Stop and think about this for a while. If you're exhaling germs, you're already infected. If you're exhaling bacteria strain B23, you've already got it in your body. Every time you inhale, you're sucking B23 back into your lungs, even without CPAP. Even if you do get B23 into your water tank, it's not like you're not already breathing it.
Ebola or any other germ isn't going to appear in your CPAP equipment unless you already have it, or it's in the air in your house, or someone with Ebola handles your equipment.
Now, if you're sharing a CPAP machine, hose, mask, or water tank with someone else, that IS a problem. Duhhh..... You really should thoroughly clean and disinfect a used CPAP mask, hose, and water tank if someone else has used them.
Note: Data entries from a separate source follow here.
fn weather_modifier(weather: Weather, move_type: PokemonType) -> (u32, u32) {
    match (weather, move_type) {
        (Weather::Sun, PokemonType::Fire) | (Weather::Rain, PokemonType::Water) => (3, 2),
        (Weather::Sun, PokemonType::Water) | (Weather::Rain, PokemonType::Fire) => (1, 2),
        _ => (1, 1),
    }
}

/// Ability and item immunities, checked after the chart.
fn blocked_by_defender(defender: &Combatant, move_type: PokemonType, effectiveness: f64) -> bool {
    let absorbs = match move_type {
        PokemonType::Electric => {
            defender.has_ability("voltabsorb")
                || defender.has_ability("lightningrod")
                || defender.has_ability("motordrive")
        }
        PokemonType::Water => {
            defender.has_ability("waterabsorb")
                || defender.has_ability("stormdrain")
                || defender.has_ability("dryskin")
        }
        PokemonType::Fire => defender.has_ability("flashfire"),
        PokemonType::Grass => defender.has_ability("sapsipper"),
        PokemonType::Ground => defender.has_ability("levitate") || defender.holds("airballoon"),
        _ => false,
    };
    absorbs || (defender.has_ability("wonderguard") && effectiveness <= 1.0)
}

/// Damage range for one hit of `move_data`, crit or not.
pub fn calculate_damage(
    ctx: &BattleContext,
    attacker: &Combatant,
    defender: &Combatant,
    move_data: &MoveData,
    field: FieldView,
    crit: bool,
) -> DamageRange {
    if !move_data.is_damaging() {
        return DamageRange::ZERO;
    }
    let ruleset = &ctx.ruleset;
    let category = resolve_category(ctx, move_data);
    let move_type = move_data.move_type;

    let attack = effective_attack(ctx, attacker, category, crit);
    let defense = effective_defense(ctx, defender, category, crit);

    let mut power = move_data.power as u32;
    if ruleset.items_and_abilities && attacker.has_ability("technician") && power <= 60 {
        power = power * 3 / 2;
    }

    let crit_level = match ruleset.crit_placement {
        CritPlacement::LevelTerm(multiplier) if crit => multiplier,
        _ => 1,
    };
    let mut damage = base_damage(attacker.level, crit_level, power, attack, defense);

    if !crit {
        let screened = match category {
            MoveCategory::Physical => field.reflect,
            MoveCategory::Special => field.light_screen,
            MoveCategory::Status => false,
        };
        if screened {
            damage /= 2;
        }
    }

    let (numerator, denominator) = weather_modifier(field.weather, move_type);
    damage = damage * numerator / denominator;

    if crit {
        if let CritPlacement::FinalModifier(multiplier) = ruleset.crit_placement {
            damage = scale(damage, multiplier);
        }
    }

    damage = scale(damage, stab_multiplier(ruleset, attacker, move_type));

    let effectiveness = ctx.chart.effectiveness(move_type, &defender.types);
    if effectiveness == 0.0 {
        return DamageRange::ZERO;
    }
    damage = scale(damage, effectiveness);

    if ruleset.items_and_abilities {
        if blocked_by_defender(defender, move_type, effectiveness) {
            return DamageRange::ZERO;
        }
        if move_type == PokemonType::Fire && defender.has_ability("dryskin") {
            damage = damage * 5 / 4;
        }
        if attacker.holds("lifeorb") {
            damage = scale(damage, 1.3);
        }
        if attacker.holds("expertbelt") && effectiveness > 1.0 {
            damage = scale(damage, 1.2);
        }
    }

    if ruleset.min_damage_one && damage == 0 {
        damage = 1;
    }

    let band = ruleset.random_band;
    let denominator = band.denominator.max(1);
    let clamp = |value: u32| value.min(u16::MAX as u32) as u16;
    DamageRange {
        min: clamp(damage * band.min / denominator),
        max: clamp(damage * band.max / denominator),
    }
}

/// Chance the move connects, in 256ths.
pub fn hit_chance(
    ctx: &BattleContext,
    attacker: &Combatant,
    defender: &Combatant,
    move_data: &MoveData,
) -> u32 {
    let Some(accuracy) = move_data.accuracy else {
        return HIT_DENOMINATOR;
    };

    let base = accuracy.min(100) as u32 * HIT_DENOMINATOR / 100;
    let stage = (attacker.boosts.get(StatType::Acc) - defender.boosts.get(StatType::Eva)).clamp(-6, 6);
    let (numerator, denominator) = accuracy_ratio(stage);
    let mut chance = (base * numerator / denominator).min(HIT_DENOMINATOR);

    if ctx.ruleset.universal_miss {
        chance = chance.min(HIT_DENOMINATOR - 1);
    }
    chance
}

/// Chance of a critical hit given a hit, in 4096ths.
pub fn crit_chance(ctx: &BattleContext, attacker: &Combatant, move_data: &MoveData) -> u32 {
    if !move_data.is_damaging() {
        return 0;
    }
    match ctx.ruleset.crit_model {
        CritModel::SpeedBased => {
            let mut rate = attacker.base_stats.speed as u32 / 2;
            if move_data.crit.stage() > 0 {
                rate *= 8;
            }
            rate.min(255) * (CRIT_DENOMINATOR / HIT_DENOMINATOR)
        }
        CritModel::Staged => {
            let mut stage = move_data.crit.stage() as usize;
            if ctx.ruleset.items_and_abilities {
                if attacker.holds("scopelens") || attacker.holds("razorclaw") {
                    stage += 1;
                }
                if attacker.has_ability("superluck") {
                    stage += 1;
                }
            }
            STAGED_CRIT_TABLE[stage.min(STAGED_CRIT_TABLE.len() - 1)]
        }
    }
}

/// Weights of the three outcomes of one move, each over [`OUTCOME_DENOMINATOR`].
/// The weights are integers summing to the denominator, so the derived
/// probabilities are exact and sum to exactly 1.
#[derive(Debug, Clone, Copy, PartialEq, Eq)]
pub struct OutcomeOdds {
    pub miss: u32,
    pub hit: u32,
    pub crit: u32,
}

impl OutcomeOdds {
    pub fn new(hit_chance: u32, crit_chance: u32) -> Self {
        let hit_chance = hit_chance.min(HIT_DENOMINATOR);
        let crit_chance = crit_chance.min(CRIT_DENOMINATOR);
        Self {
            miss: (HIT_DENOMINATOR - hit_chance) * CRIT_DENOMINATOR,
            hit: hit_chance * (CRIT_DENOMINATOR - crit_chance),
            crit: hit_chance * crit_chance,
        }
    }

    pub fn p_miss(&self) -> f64 {
        self.miss as f64 / OUTCOME_DENOMINATOR as f64
    }

    /// Probability of a hit that is not a critical hit.
    pub fn p_hit(&self) -> f64 {
        self.hit as f64 / OUTCOME_DENOMINATOR as f64
    }

    pub fn p_crit(&self) -> f64 {
        self.crit as f64 / OUTCOME_DENOMINATOR as f64
    }

    /// Probability the move connects at all.
    pub fn p_connect(&self) -> f64 {
        (self.hit + self.crit) as f64 / OUTCOME_DENOMINATOR as f64
    }
}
It could be a problem if the germs multiplied greatly in the water tank and you're suddenly getting large doses of the bacteria you've already got. However, as long as you're using distilled water, germs can't grow very well in the water. Germs need some sort of food, and if it's just water and air in the tank, there's nothing to feed on to allow the germs to make more germs. The plastic used shouldn't be something that germs can feed on.
Even if germs are in your CPAP water, in theory, the germs will mostly stay behind in the water. Unless the humidifier creates droplets, it's only gasses that leave the tank. As the water evaporates, germs will be left behind.
Your mask itself is a little different because it's got sweat, oil, mucous, and other human goo on it. Still probably not really that good a place for germs to grow.